Senhor Aldo voltou e eles voltaram a se comportar como dois namorados. Jantaram carne com batatas, assistiram as desventuras de Cristiano e Simone na telinha, e depois da novela resolveram jogar cartas. Uma disputa de pif-paf para saber quem era o ás da família.

– Oba! Ganhei de novo! Dois a um! Sou melhor que você! - Dona Marilda bateu palmas de contentamento.

– Vamos jogar melhor de cinco? Só pra tirar a dúvida. - Senhor Aldo falou calmamente enquanto ajeitava os óculos.

– Tudo bem, mas já vou avisando: Vou ganhar de lavada.

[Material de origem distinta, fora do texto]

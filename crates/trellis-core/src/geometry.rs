//! Geometry value types.
//!
//! All lengths are device-independent pixels stored as `f64`. A [`Size`]
//! component may be `f64::INFINITY` when used as a measurement hint, meaning
//! the axis is unconstrained. Arranged rectangles are always finite.

use glam::DVec2;

/// A position in the parent's client coordinates.
#[derive(Debug, Clone, Copy, PartialEq, Default)]
#[cfg_attr(feature = "serde", derive(serde::Serialize, serde::Deserialize))]
pub struct Point {
    pub x: f64,
    pub y: f64,
}

impl Point {
    pub const ZERO: Point = Point { x: 0.0, y: 0.0 };

    pub const fn new(x: f64, y: f64) -> Self {
        Self { x, y }
    }

    pub fn to_vec2(self) -> DVec2 {
        DVec2::new(self.x, self.y)
    }
}

impl From<DVec2> for Point {
    fn from(v: DVec2) -> Self {
        Self { x: v.x, y: v.y }
    }
}

/// A width/height pair.
#[derive(Debug, Clone, Copy, PartialEq, Default)]
#[cfg_attr(feature = "serde", derive(serde::Serialize, serde::Deserialize))]
pub struct Size {
    pub width: f64,
    pub height: f64,
}

impl Size {
    pub const ZERO: Size = Size { width: 0.0, height: 0.0 };

    /// Unconstrained on both axes.
    pub const INFINITY: Size = Size {
        width: f64::INFINITY,
        height: f64::INFINITY,
    };

    pub const fn new(width: f64, height: f64) -> Self {
        Self { width, height }
    }

    /// Component-wise maximum.
    pub fn max(self, other: Size) -> Size {
        Size::new(self.width.max(other.width), self.height.max(other.height))
    }

    pub fn is_finite(&self) -> bool {
        self.width.is_finite() && self.height.is_finite()
    }

    pub fn to_vec2(self) -> DVec2 {
        DVec2::new(self.width, self.height)
    }
}

impl From<DVec2> for Size {
    fn from(v: DVec2) -> Self {
        Self {
            width: v.x,
            height: v.y,
        }
    }
}

/// Axis-aligned rectangle.
#[derive(Debug, Clone, Copy, PartialEq, Default)]
#[cfg_attr(feature = "serde", derive(serde::Serialize, serde::Deserialize))]
pub struct Rect {
    pub left: f64,
    pub top: f64,
    pub width: f64,
    pub height: f64,
}

impl Rect {
    /// Create a rectangle from its position and size.
    pub const fn new(left: f64, top: f64, width: f64, height: f64) -> Self {
        Self {
            left,
            top,
            width,
            height,
        }
    }

    /// Create a rectangle at `origin` with the given size.
    pub fn from_origin_size(origin: Point, size: Size) -> Self {
        Self::new(origin.x, origin.y, size.width, size.height)
    }

    /// Create a rectangle from position and size vectors.
    pub fn from_vecs(position: DVec2, size: DVec2) -> Self {
        Self::new(position.x, position.y, size.x, size.y)
    }

    pub fn origin(&self) -> Point {
        Point::new(self.left, self.top)
    }

    pub fn size(&self) -> Size {
        Size::new(self.width, self.height)
    }

    /// Get the right edge (left + width).
    pub fn right(&self) -> f64 {
        self.left + self.width
    }

    /// Get the bottom edge (top + height).
    pub fn bottom(&self) -> f64 {
        self.top + self.height
    }

    /// The same rectangle with negative width/height clamped to zero.
    pub fn clamped(self) -> Rect {
        Rect::new(self.left, self.top, self.width.max(0.0), self.height.max(0.0))
    }

    /// Move the rectangle by `offset`.
    pub fn offset(self, offset: Point) -> Rect {
        Rect::new(self.left + offset.x, self.top + offset.y, self.width, self.height)
    }

    /// Check if a point is inside the rectangle (edges inclusive).
    pub fn contains(&self, point: Point) -> bool {
        point.x >= self.left
            && point.x <= self.right()
            && point.y >= self.top
            && point.y <= self.bottom()
    }

    /// Compute union (bounding box) with another rectangle.
    pub fn union(&self, other: &Rect) -> Rect {
        let x1 = self.left.min(other.left);
        let y1 = self.top.min(other.top);
        let x2 = self.right().max(other.right());
        let y2 = self.bottom().max(other.bottom());
        Rect::new(x1, y1, x2 - x1, y2 - y1)
    }
}

/// Edge thickness, used for margins.
#[derive(Debug, Clone, Copy, PartialEq, Default)]
#[cfg_attr(feature = "serde", derive(serde::Serialize, serde::Deserialize))]
pub struct Thickness {
    pub left: f64,
    pub top: f64,
    pub right: f64,
    pub bottom: f64,
}

impl Thickness {
    pub const fn new(left: f64, top: f64, right: f64, bottom: f64) -> Self {
        Self {
            left,
            top,
            right,
            bottom,
        }
    }

    /// Create uniform thickness.
    pub const fn uniform(value: f64) -> Self {
        Self::new(value, value, value, value)
    }

    /// Create symmetric thickness.
    pub const fn symmetric(horizontal: f64, vertical: f64) -> Self {
        Self::new(horizontal, vertical, horizontal, vertical)
    }

    /// Total horizontal thickness.
    pub fn horizontal(&self) -> f64 {
        self.left + self.right
    }

    /// Total vertical thickness.
    pub fn vertical(&self) -> f64 {
        self.top + self.bottom
    }

    /// Subtract the thickness from `size`, clamping at zero.
    ///
    /// Infinite components stay infinite.
    pub fn shrink(&self, size: Size) -> Size {
        Size::new(
            (size.width - self.horizontal()).max(0.0),
            (size.height - self.vertical()).max(0.0),
        )
    }

    /// Add the thickness to `size`.
    pub fn grow(&self, size: Size) -> Size {
        Size::new(size.width + self.horizontal(), size.height + self.vertical())
    }
}
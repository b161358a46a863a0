//! Absolute positioning.

use tracing::debug;
use trellis_core::{Point, Rect, Size};

use crate::contract::Layout;
use crate::host::LayoutAlgorithm;
use crate::tag::CanvasTag;

/// Places each child at the offset stored in its [`CanvasTag`], at its
/// desired size. The final size given to the canvas has no effect.
#[derive(Debug, Clone, Copy, Default, PartialEq, Eq)]
pub struct CanvasLayout;

/// The child's tag offset; a non-finite component is placed at zero.
fn offset(child: &dyn Layout) -> Point {
    let tag = CanvasTag::from(child.layout_tag());
    let (left, top) = (f64::from(tag.left), f64::from(tag.top));
    if !left.is_finite() || !top.is_finite() {
        debug!(left, top, "canvas offset not finite, clamping to zero");
    }
    let finite_or_zero = |value: f64| if value.is_finite() { value } else { 0.0 };
    Point::new(finite_or_zero(left), finite_or_zero(top))
}

impl LayoutAlgorithm for CanvasLayout {
    fn measure_override(&mut self, children: &mut [&mut dyn Layout], _available: Size) -> Size {
        let mut desired = Size::ZERO;
        for child in children.iter_mut() {
            child.measure(Size::INFINITY);
            let offset = offset(&**child);
            let size = child.desired_size();
            desired = desired.max(Size::new(offset.x + size.width, offset.y + size.height));
        }
        desired
    }

    fn arrange_override(&mut self, children: &mut [&mut dyn Layout], _final_size: Size) {
        for child in children.iter_mut() {
            let offset = offset(&**child);
            let size = child.desired_size();
            child.arrange(Rect::new(offset.x, offset.y, size.width, size.height));
        }
    }
}
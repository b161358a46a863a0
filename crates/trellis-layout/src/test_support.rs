//! Minimal participants for exercising the algorithms in unit tests.

use trellis_core::{Rect, Size};

use crate::contract::{Layout, LayoutChildren};

/// A leaf with a fixed natural size that records every call it receives.
#[derive(Debug, Clone, Default)]
pub struct Leaf {
    pub tag: u64,
    pub natural: Size,
    pub desired: Size,
    pub arranged: Option<Rect>,
    pub measured_with: Vec<Size>,
    pub collapsed: bool,
}

impl Leaf {
    pub fn new(width: f64, height: f64) -> Self {
        Self {
            natural: Size::new(width, height),
            ..Self::default()
        }
    }

    pub fn with_tag(mut self, tag: u64) -> Self {
        self.tag = tag;
        self
    }

    pub fn collapsed(mut self) -> Self {
        self.collapsed = true;
        self
    }

    pub fn rect(&self) -> Rect {
        self.arranged.unwrap_or_default()
    }
}

impl Layout for Leaf {
    fn layout_tag(&self) -> u64 {
        self.tag
    }

    fn layout_children(&mut self) -> LayoutChildren<'_> {
        LayoutChildren::new()
    }

    fn desired_size(&self) -> Size {
        self.desired
    }

    fn set_desired_size(&mut self, size: Size) {
        self.desired = size;
    }

    fn measure(&mut self, available: Size) {
        self.measured_with.push(available);
        self.desired = self.natural;
    }

    fn arrange(&mut self, final_rect: Rect) {
        self.arranged = Some(final_rect.clamped());
    }
}

/// An owner holding leaves, skipping the collapsed ones.
#[derive(Debug, Default)]
pub struct Panel {
    pub children: Vec<Leaf>,
    pub desired: Size,
}

impl Panel {
    pub fn new(children: Vec<Leaf>) -> Self {
        Self {
            children,
            desired: Size::ZERO,
        }
    }
}

impl Layout for Panel {
    fn layout_tag(&self) -> u64 {
        0
    }

    fn layout_children(&mut self) -> LayoutChildren<'_> {
        self.children
            .iter_mut()
            .filter(|child| !child.collapsed)
            .map(|child| child as &mut dyn Layout)
            .collect()
    }

    fn desired_size(&self) -> Size {
        self.desired
    }

    fn set_desired_size(&mut self, size: Size) {
        self.desired = size;
    }

    fn measure(&mut self, _available: Size) {}

    fn arrange(&mut self, _final_rect: Rect) {}
}

/// Borrow every leaf as a layout participant.
pub fn as_layouts(leaves: &mut [Leaf]) -> Vec<&mut dyn Layout> {
    leaves.iter_mut().map(|leaf| leaf as &mut dyn Layout).collect()
}
//! Configuration-level error types

use thiserror::Error;

/// Errors raised while loading and validating configuration
#[derive(Error, Debug)]
pub enum Error {
    #[error("Configuration error: {0}")]
    Config(String),

    #[error("I/O error: {0}")]
    Io(#[from] std::io::Error),

    #[error("TOML parse error: {0}")]
    Toml(#[from] toml::de::Error),

    #[error("invalid URL: {0}")]
    Url(#[from] url::ParseError),
}

/// Result alias using common Error
pub type Result<T> = std::result::Result<T, Error>;
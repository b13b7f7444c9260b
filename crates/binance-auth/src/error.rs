//! Error types for authentication and credential persistence

/// Errors from credential encryption and storage.
#[derive(Debug, thiserror::Error)]
pub enum Error {
    #[error("encryption failed: {0}")]
    Encrypt(String),

    #[error("decryption failed: {0}")]
    Decrypt(String),

    #[error("base64 decode failed: {0}")]
    Decode(String),

    #[error("invalid key: {0}")]
    Key(String),

    #[error("preference store error: {0}")]
    Preferences(String),

    #[error("I/O error: {0}")]
    Io(String),
}

/// Result alias for auth operations.
pub type Result<T> = std::result::Result<T, Error>;
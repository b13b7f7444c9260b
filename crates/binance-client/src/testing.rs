//! Transport doubles for tests
//!
//! Available to other workspace crates through the `test-util` feature.

use std::collections::HashMap;
use std::future::Future;
use std::pin::Pin;
use std::sync::{Arc, Mutex};

use tokio::sync::oneshot;
use transport::{Error, OutboundRequest, Result, Transport, TransportReply, Url};

pub fn reply(status: u16, body: &str) -> TransportReply {
    TransportReply {
        status,
        headers: vec![("Content-Type".into(), "application/json".into())],
        body: body.as_bytes().to_vec(),
    }
}

pub fn query(url: &Url) -> HashMap<String, String> {
    url.query_pairs().into_owned().collect()
}

pub fn form(body: &str) -> HashMap<String, String> {
    url::form_urlencoded::parse(body.as_bytes())
        .into_owned()
        .collect()
}

type Handler = Box<dyn Fn(&OutboundRequest) -> Option<TransportReply> + Send + Sync>;

/// Replies immediately from a handler and records every request.
/// A handler returning `None` simulates a connection failure.
pub struct ScriptedTransport {
    handler: Handler,
    requests: Mutex<Vec<OutboundRequest>>,
}

impl ScriptedTransport {
    pub fn new(
        handler: impl Fn(&OutboundRequest) -> Option<TransportReply> + Send + Sync + 'static,
    ) -> Arc<Self> {
        Arc::new(Self {
            handler: Box::new(handler),
            requests: Mutex::new(Vec::new()),
        })
    }

    /// Fixed replies keyed by URL path.
    pub fn routes(routes: &[(&str, u16, &str)]) -> Arc<Self> {
        let routes: HashMap<String, (u16, String)> = routes
            .iter()
            .map(|(path, status, body)| (path.to_string(), (*status, body.to_string())))
            .collect();
        Self::new(move |request| {
            routes
                .get(request.url.path())
                .map(|(status, body)| reply(*status, body))
        })
    }

    pub fn requests(&self) -> Vec<OutboundRequest> {
        self.requests.lock().unwrap().clone()
    }

    pub fn last_request(&self) -> OutboundRequest {
        self.requests
            .lock()
            .unwrap()
            .last()
            .cloned()
            .expect("no request was sent")
    }
}

impl Transport for ScriptedTransport {
    fn id(&self) -> &str {
        "scripted"
    }

    fn send(
        &self,
        request: OutboundRequest,
    ) -> Pin<Box<dyn Future<Output = Result<TransportReply>> + Send + '_>> {
        let outcome = (self.handler)(&request);
        self.requests.lock().unwrap().push(request);
        Box::pin(async move { outcome.ok_or_else(|| Error::Connect("connection refused".into())) })
    }
}

/// Holds each request until the test releases its gate, so completions can
/// be delivered in any order.
pub struct GatedTransport {
    gates: Mutex<HashMap<String, oneshot::Receiver<TransportReply>>>,
}

impl GatedTransport {
    pub fn new() -> Arc<Self> {
        Arc::new(Self {
            gates: Mutex::new(HashMap::new()),
        })
    }

    /// Register a gate for `path`. Sending on the returned sender completes
    /// the request; dropping it fails the request at the transport level.
    pub fn gate(&self, path: &str) -> oneshot::Sender<TransportReply> {
        let (tx, rx) = oneshot::channel();
        self.gates.lock().unwrap().insert(path.to_string(), rx);
        tx
    }
}

impl Transport for GatedTransport {
    fn id(&self) -> &str {
        "gated"
    }

    fn send(
        &self,
        request: OutboundRequest,
    ) -> Pin<Box<dyn Future<Output = Result<TransportReply>> + Send + '_>> {
        let gate = self.gates.lock().unwrap().remove(request.url.path());
        Box::pin(async move {
            match gate {
                Some(rx) => rx
                    .await
                    .map_err(|_| Error::Connect("gate dropped".into())),
                None => Err(Error::Connect("no gate registered".into())),
            }
        })
    }
}
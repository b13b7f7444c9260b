//! Market data and account endpoints
//!
//! Thin wrappers over the multiplexer. Bodies are only parsed for 2xx
//! replies; anything else yields the endpoint's default value. Account
//! endpoints carry the current access token as a query parameter.

use std::collections::BTreeMap;

use binance_auth::{
    PATH_ACCOUNT_BALANCES, PATH_CONVERT_ASSETS, PATH_CONVERT_CONFIRM, PATH_CONVERT_QUOTE,
    PATH_DEPOSIT_INFO, PATH_TICKER_PRICE, PATH_TICKER_VOLUME,
};
use tracing::debug;
use transport::OutboundRequest;

use crate::multiplexer::Response;
use crate::parser::{self, ConfirmStatus, ConvertQuote, DepositInfo};
use crate::service::{BinanceService, endpoint};

/// Price reported when the ticker could not be read.
pub const DEFAULT_PRICE: &str = "0.00";

/// Volume reported when the ticker could not be read.
pub const DEFAULT_VOLUME: &str = "0";

impl BinanceService {
    /// Last price for `symbol`, e.g. `BTCUSDT`.
    pub async fn ticker_price(&self, symbol: &str) -> String {
        let url = endpoint(self.api_host(), PATH_TICKER_PRICE, &[("symbol", symbol)]);
        let response = self.multiplexer().fetch(OutboundRequest::get(url)).await;
        success_body(&response, "ticker_price")
            .and_then(parser::ticker_price)
            .unwrap_or_else(|| DEFAULT_PRICE.to_string())
    }

    /// 24h traded volume for `symbol`.
    pub async fn ticker_volume(&self, symbol: &str) -> String {
        let url = endpoint(self.api_host(), PATH_TICKER_VOLUME, &[("symbol", symbol)]);
        let response = self.multiplexer().fetch(OutboundRequest::get(url)).await;
        success_body(&response, "ticker_volume")
            .and_then(parser::ticker_volume)
            .unwrap_or_else(|| DEFAULT_VOLUME.to_string())
    }

    /// Free balance per asset, and whether the request succeeded.
    pub async fn account_balances(&self) -> (BTreeMap<String, String>, bool) {
        let access = self.access_token().await;
        let url = endpoint(
            self.oauth_host(),
            PATH_ACCOUNT_BALANCES,
            &[("access_token", access.as_str())],
        );
        let response = self.multiplexer().fetch(OutboundRequest::get(url)).await;
        match success_body(&response, "account_balances") {
            Some(body) => (parser::account_balances(body), true),
            None => (BTreeMap::new(), false),
        }
    }

    /// Deposit address for `coin`, and whether the request succeeded.
    pub async fn deposit_info(&self, coin: &str) -> (DepositInfo, bool) {
        let access = self.access_token().await;
        let url = endpoint(
            self.oauth_host(),
            PATH_DEPOSIT_INFO,
            &[("coin", coin), ("access_token", access.as_str())],
        );
        let response = self.multiplexer().fetch(OutboundRequest::get(url)).await;
        match success_body(&response, "deposit_info") {
            Some(body) => (parser::deposit_info(body), true),
            None => (DepositInfo::default(), false),
        }
    }

    /// Quote for converting `amount` of `from` into `to`.
    pub async fn convert_quote(&self, from: &str, to: &str, amount: &str) -> ConvertQuote {
        let access = self.access_token().await;
        let url = endpoint(
            self.oauth_host(),
            PATH_CONVERT_QUOTE,
            &[
                ("fromAsset", from),
                ("toAsset", to),
                ("baseAsset", from),
                ("amount", amount),
                ("access_token", access.as_str()),
            ],
        );
        let response = self.multiplexer().fetch(OutboundRequest::post(url, None)).await;
        success_body(&response, "convert_quote")
            .map(parser::convert_quote)
            .unwrap_or_default()
    }

    /// Execute a previously quoted conversion.
    pub async fn confirm_convert(&self, quote_id: &str) -> ConfirmStatus {
        let access = self.access_token().await;
        let url = endpoint(
            self.oauth_host(),
            PATH_CONVERT_CONFIRM,
            &[("quoteId", quote_id), ("access_token", access.as_str())],
        );
        let response = self.multiplexer().fetch(OutboundRequest::post(url, None)).await;
        success_body(&response, "confirm_convert")
            .map(parser::confirm_status)
            .unwrap_or_default()
    }

    /// Assets that can be converted, each with its possible targets.
    pub async fn convert_assets(&self) -> BTreeMap<String, Vec<String>> {
        let access = self.access_token().await;
        let url = endpoint(
            self.oauth_host(),
            PATH_CONVERT_ASSETS,
            &[("access_token", access.as_str())],
        );
        let response = self.multiplexer().fetch(OutboundRequest::get(url)).await;
        success_body(&response, "convert_assets")
            .map(parser::convert_assets)
            .unwrap_or_default()
    }
}

fn success_body<'a>(response: &'a Response, operation: &str) -> Option<&'a str> {
    if response.is_success() {
        Some(&response.body)
    } else {
        debug!(operation, status = response.status, "non-success reply, using default");
        None
    }
}
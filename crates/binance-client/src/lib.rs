//! Binance OAuth flow controller and request multiplexer
//!
//! `BinanceService` drives the PKCE authorization round trip, the
//! code-for-token exchange, revocation, and the read/convert endpoints of
//! the widget. All network traffic goes through a `Multiplexer`, which
//! tracks every in-flight request by id until its completion has been
//! delivered.
//!
//! Request lifecycle:
//! 1. The service builds an `OutboundRequest` (access token as a query
//!    parameter where the endpoint needs one)
//! 2. `Multiplexer::issue` records it as active and dispatches it
//! 3. On completion the entry is removed, then the continuation runs
//! 4. The service interprets 2xx bodies through `parser`; any other status
//!    yields the endpoint's default

pub mod endpoints;
pub mod multiplexer;
pub mod parser;
pub mod service;

#[cfg(any(test, feature = "test-util"))]
pub mod testing;

pub use multiplexer::{Multiplexer, RequestId, Response};
pub use parser::{ConfirmStatus, ConvertQuote, DepositInfo};
pub use service::{BinanceService, HostConfig};
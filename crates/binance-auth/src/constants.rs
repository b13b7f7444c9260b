//! Binance OAuth constants
//!
//! Public client configuration for the Binance widget. The client ID
//! identifies the public application and is baked in at build time from
//! `BINANCE_CLIENT_ID` when set; deployments may override it in config.

/// OAuth client ID, empty unless provided at build time.
pub const DEFAULT_CLIENT_ID: &str = match option_env!("BINANCE_CLIENT_ID") {
    Some(id) => id,
    None => "",
};

/// Base URL of the accounts host (authorization, token and account APIs).
pub const OAUTH_HOST: &str = "https://accounts.binance.com";

/// Base URL of the public market-data API.
pub const API_HOST: &str = "https://api.binance.com";

/// Authorization endpoint the user is sent to. Not affected by host overrides.
pub const AUTHORIZE_ENDPOINT: &str = "https://accounts.binance.com/en/oauth/authorize";

/// Custom-scheme redirect handled by the embedding application.
pub const REDIRECT_URI: &str = "com.brave.binance://authorization";

/// Requested scopes, comma separated as Binance expects.
pub const SCOPES: &str = "user:email,user:address,asset:balance,asset:ocbs";

pub const PATH_ACCESS_TOKEN: &str = "/oauth/token";
pub const PATH_ACCOUNT_BALANCES: &str = "/oauth-api/v1/balance";
pub const PATH_CONVERT_QUOTE: &str = "/oauth-api/v1/ocbs/quote";
pub const PATH_CONVERT_CONFIRM: &str = "/oauth-api/v1/ocbs/confirm";
pub const PATH_CONVERT_ASSETS: &str = "/oauth-api/v1/ocbs/support-coins";
pub const PATH_DEPOSIT_INFO: &str = "/oauth-api/v1/get-charge-address";
pub const PATH_REVOKE_TOKEN: &str = "/oauth-api/v1/revoke-token";
pub const PATH_TICKER_PRICE: &str = "/api/v3/ticker/price";
pub const PATH_TICKER_VOLUME: &str = "/api/v3/ticker/24hr";

/// Preference keys for the persisted, encrypted token pair.
pub const ACCESS_TOKEN_PREF: &str = "binance.access_token";
pub const REFRESH_TOKEN_PREF: &str = "binance.refresh_token";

Amor, você não acha que Heloísa já deveria ter voltado?

– Sim, acho. - Ele fêz um movimento amplo com o braço e conferiu a hora. - Ela já deveria ter chegado há quatro horas, mas se ela estivesse encrencada, já teria procurado um orelhão e ligado pra nós. Já, já, ela chega em casa.

Eles ficaram em silêncio um minuto e se concentraram no jogo de cartas.

Uma hora depois, o jogo já havia acabado. Dona Marilda ganhara, mas não conseguia mas sentir prazer ou diversão nisso. Ligara a TV, mas havia apenas um desenho geométrico estático na tela, simbolizando que a emissora parara de transmitir. Em breve a TV passou a apresentar estática e chiado.

Senhor Aldo levantou-se e foi até a porta da frente. Ele a abriu e saiu para a calçada. Ficou olhando para a rua por longos minutos, como se sua ansiedade e preocupação pudessem teleportar sua filha diante de si. Algum tempo depois ele desistiu e entrou.

Dirigiu-se à esposa.

– Querida, vá dormir! Deve estar exausta.

– Não vou dormir até minha filha voltar pra casa.

– Vamos fazer o seguinte: Você vai dormir, e quando ela chegar em casa, eu te acordo. Ok?

– Está bem! - Ela deu um selinho no marido e se retirou para seu quarto.

O marido ficou sentado no sofá simples, enquanto admirava o novo relógio de parede da sala. Era feito de plástico bege com grandes números pretos. Sua filha havia comprado no dia dos pais, pois sabia que ele gostava de organizar-se pelas horas. Ela era uma boa filha.

Ele percebeu quando sua esposa se esgueirou pela sala, vestida de camisola, e veio aninhar-se a seu lado no sofá. Ela o abraçou e beijou no rosto. Ele acariciou a mão dela.

– Ela vai levar uma bronca do tamanho de um bonde, sim senhor. – A mulher falou baixinho.

– Vai ver ela está dormindo na casa de alguém e esqueceu de nos avisar.

– Você sabe quem?

– Imagino que seja o Sérgio.

– Que filho de uma ...

– Marilda!

– Desculpe, mas isso é muita falta de consideração. Eles poderiam ter nos avisado.

– Você sabe como são os jovens, relapsos. Principalmente quando estão apaixonados.

– Aldo, você não acha que eles já ...

– Fizeram sexo? Não sei! Prefiro não me preocupar com isso agora. No momento a única coisa que quero é ver Heloísa entrando por aquela porta. Depois eu brigo com ela e o Sérgio. Eu só quero que ela esteja bem.

– Você é um bom pai.

Eles deram um beijinho, e ela sussurrou "eu te amo".

– Acho que é melhor irmos dormir agora. Amanhã vamos ter uma conversa franca e séria com Dona Heloísa.

Eles se levantaram e foram para o quarto.